Want to share your content on R-bloggers? click here if you have a blog, or here if you don’t.
This is part one of a two part series on {vetiver}. Future blogs will
be linked here as they are released.
- Part 1: Vetiver: First steps in MLOps (This post)
- Part 2: Vetiver: Model Deployment (Coming soon)
Most R users are familiar with the classic workflow popularised by R for
Data Science. Data scientists begin by importing and cleaning the data,
then iteratively transform, model, and visualise it. Visualisation
drives the modeling process, which in turn prompts new visualisations,
and periodically, they summarise their work and report results.
This workflow stems partly from classical statistical modeling, where we
are interested in a limited number of models and understanding the
system behind the data. In contrast, machine learning prioritises
prediction, necessitating the consideration and updating of many models.

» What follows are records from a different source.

//! CSS2 grammar parser per [CSS 2.1 § G.1 Grammar](https://www.w3.org/TR/CSS2/grammar.html#grammar).
//!
//! A recursive-descent parser with one method per grammar production. It
//! keeps nothing it recognizes; rule sets, at-rules and declarations are
//! reported to listeners as [`ParseEvent`]s the moment they are complete.
//!
//! Productions that are optional in the grammar return `Ok(None)` or
//! `Ok(false)` when their first token is absent, leaving the stream where it
//! was. Once a production has committed, a missing token is an error.

use crate::error::ParseError;
use crate::events::{EventKind, Listeners, ParseEvent};
use crate::selector::{Combinator, ElementName, Modifier, Selector, SelectorUnit};
use crate::tokenizer::{TokenKind, TokenStream, strip_quotes};
use crate::values::{ExprPart, MediaList, Operator, TermKind, ValueTerm};

/// Token kinds a term accepts verbatim, in the order the grammar lists them.
const VALUE_TOKENS: [TokenKind; 11] = [
    TokenKind::Number,
    TokenKind::Percentage,
    TokenKind::Length,
    TokenKind::Ems,
    TokenKind::Exs,
    TokenKind::Angle,
    TokenKind::Time,
    TokenKind::Freq,
    TokenKind::String,
    TokenKind::Ident,
    TokenKind::Uri,
];

/// Print the production being entered and the next token.
macro_rules! trace_production {
    ($grammar:expr, $name:literal) => {
        #[cfg(feature = "parse-trace")]
        {
            let next = $grammar.stream.lt(1);
            eprintln!("[PARSE] {} next={}", $name, next);
        }
    };
}

/// Event-driven CSS2 parser.
///
/// Register listeners with [`CssParser::on`] or [`CssParser::on_any`], then
/// call [`CssParser::parse`]. Listeners run synchronously, in registration
/// order, while the parse is in progress.
///
/// ```
/// use cascara_css::{CssParser, EventKind, ParseEvent};
///
/// let mut properties = Vec::new();
/// let mut parser = CssParser::new();
/// parser.on(EventKind::Property, |event| {
///     if let ParseEvent::Property { property, .. } = event {
///         properties.push(property.clone());
///     }
/// });
/// parser.parse("a { color: red; margin: 0 }").unwrap();
/// drop(parser);
/// assert_eq!(properties, ["color", "margin"]);
/// ```
#[derive(Default)]
pub struct CssParser<'h> {
    listeners: Listeners<'h>,
}

impl<'h> CssParser<'h> {
    /// Create a parser with no listeners.
    #[must_use]
    pub fn new() -> Self {
        Self {
            listeners: Listeners::new(),
        }
    }

    /// Register `callback` for events of `kind`.
    pub fn on(&mut self, kind: EventKind, callback: impl FnMut(&ParseEvent) + 'h) {
        self.listeners.on(kind, callback);
    }

    /// Register `callback` for every event.
    pub fn on_any(&mut self, callback: impl FnMut(&ParseEvent) + 'h) {
        self.listeners.on_any(callback);
    }

    /// Deliver `event` to the registered listeners.
    pub fn fire(&mut self, event: &ParseEvent) {
        self.listeners.fire(event);
    }

    /// [§ G.1](https://www.w3.org/TR/CSS2/grammar.html#grammar) Parse a whole stylesheet.
    ///
    /// # Errors
    ///
    /// Returns [`ParseError::UnexpectedToken`] at the first token that does not
    /// fit the grammar. Events fired before the failure stay delivered.
    pub fn parse(&mut self, input: &str) -> Result<(), ParseError> {
        let mut grammar = Grammar {
            stream: TokenStream::new(input),
            listeners: &mut self.listeners,
        };
        grammar.stylesheet()
    }
}

/// Parse `input` and collect every event in order.
///
/// # Errors
///
/// Returns the first [`ParseError`]; the events collected so far are dropped.
pub fn parse_events(input: &str) -> Result<Vec<ParseEvent>, ParseError> {
    let mut events = Vec::new();
    let mut parser = CssParser::new();
    parser.on_any(|event| events.push(event.clone()));
    let result = parser.parse(input);
    drop(parser);
    result.map(|()| events)
}

/// One parse in progress: the token stream plus the listeners to notify.
struct Grammar<'p, 'h> {
    stream: TokenStream,
    listeners: &'p mut Listeners<'h>,
}
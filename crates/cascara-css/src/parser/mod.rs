//! CSS2 grammar parser module.

/// Recursive-descent parser per [CSS 2.1 § G.1 Grammar](https://www.w3.org/TR/CSS2/grammar.html#grammar).
pub mod css_parser;

pub use css_parser::{CssParser, parse_events};
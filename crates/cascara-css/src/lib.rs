//! CSS2 tokenizer and event-driven grammar parser for Cascara.
//!
//! # Scope
//!
//! This crate implements:
//! - **CSS2 Tokenizer** ([§ G.2 Lexical scanner](https://www.w3.org/TR/CSS2/grammar.html#scanner))
//!   - All CSS2 token classes: identifiers, strings, hashes, at-rule keywords,
//!     numbers with their unit classes, URIs, functions, punctuation
//!   - Comment skipping and escape sequences
//!   - 1-based line and column positions for every token
//!
//! - **Grammar Parser** ([§ G.1 Grammar](https://www.w3.org/TR/CSS2/grammar.html#grammar))
//!   - `@charset`, `@import`, `@media` and `@page` rules
//!   - Rule sets with selector lists and declaration blocks
//!   - Selectors with type, universal, ID, class, attribute and pseudo parts
//!     joined by descendant, child and adjacent-sibling combinators
//!   - Declaration values as terms and operators, with `!important`
//!
//! - **Events**
//!   - Every recognized construct is reported to listeners as a
//!     [`ParseEvent`] while parsing; nothing is retained afterwards
//!
//! # Not Yet Implemented
//!
//! - Error recovery: the first unexpected token aborts the parse
//! - Unknown at-rules
//! - Value interpretation (colors, lengths) and cascade
//!
//! ```
//! use cascara_css::{ParseEvent, parse_events};
//!
//! let events = parse_events("h1 { color: red }").unwrap();
//! assert_eq!(events.first(), Some(&ParseEvent::StartStylesheet));
//! assert_eq!(events.len(), 5);
//! ```

/// Parse failures.
pub mod error;
/// Parse events and listener registration.
pub mod events;
/// CSS2 grammar parser per [§ G.1 Grammar](https://www.w3.org/TR/CSS2/grammar.html#grammar).
pub mod parser;
/// Selector values per [CSS 2.1 § 5 Selectors](https://www.w3.org/TR/CSS2/selector.html).
pub mod selector;
/// CSS2 tokenizer per [§ G.2 Lexical scanner](https://www.w3.org/TR/CSS2/grammar.html#scanner).
pub mod tokenizer;
/// Declaration values and media lists per [CSS 2.1 § 4.3 Values](https://www.w3.org/TR/CSS2/syndata.html#values).
pub mod values;

pub use error::ParseError;
pub use events::{EventKind, Listeners, ParseEvent};
pub use parser::{CssParser, parse_events};
pub use selector::{Combinator, ElementName, Modifier, Selector, SelectorPart, SelectorUnit};
pub use values::{ExprPart, MediaList, Operator, TermKind, ValueTerm, render_expression};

Machine Learning Operations (MLOps) expands the modeling component of
the traditional data science workflow, providing a framework to
continuously build, deploy, and maintain machine learning models in
production.
Data: Importing and Tidying
The first step in deploying your model is automating data importation
and tidying. Although this step is a standard part of the data science
workflow, a few considerations are worth highlighting.
File formats: Consider moving from large CSV files to a more
efficient format like Parquet, which reduces storage costs and
simplifies the tidying step.
Moving to packages: As your analysis matures, consider creating an R
package to encourage proper documentation, testing, and dependency
management.
Tidying & cleaning: With your code in a package and tests in place,
optimise bottlenecks to improve efficiency.
Versioning data: Ensure reproducibility by including timestamps in
your database queries or otherwise ensuring you can retrieve the same
dataset in the future.
Data comes in all shapes and sizes. It can often be difficult to know where to start. Whatever your problem, Jumping Rivers can help.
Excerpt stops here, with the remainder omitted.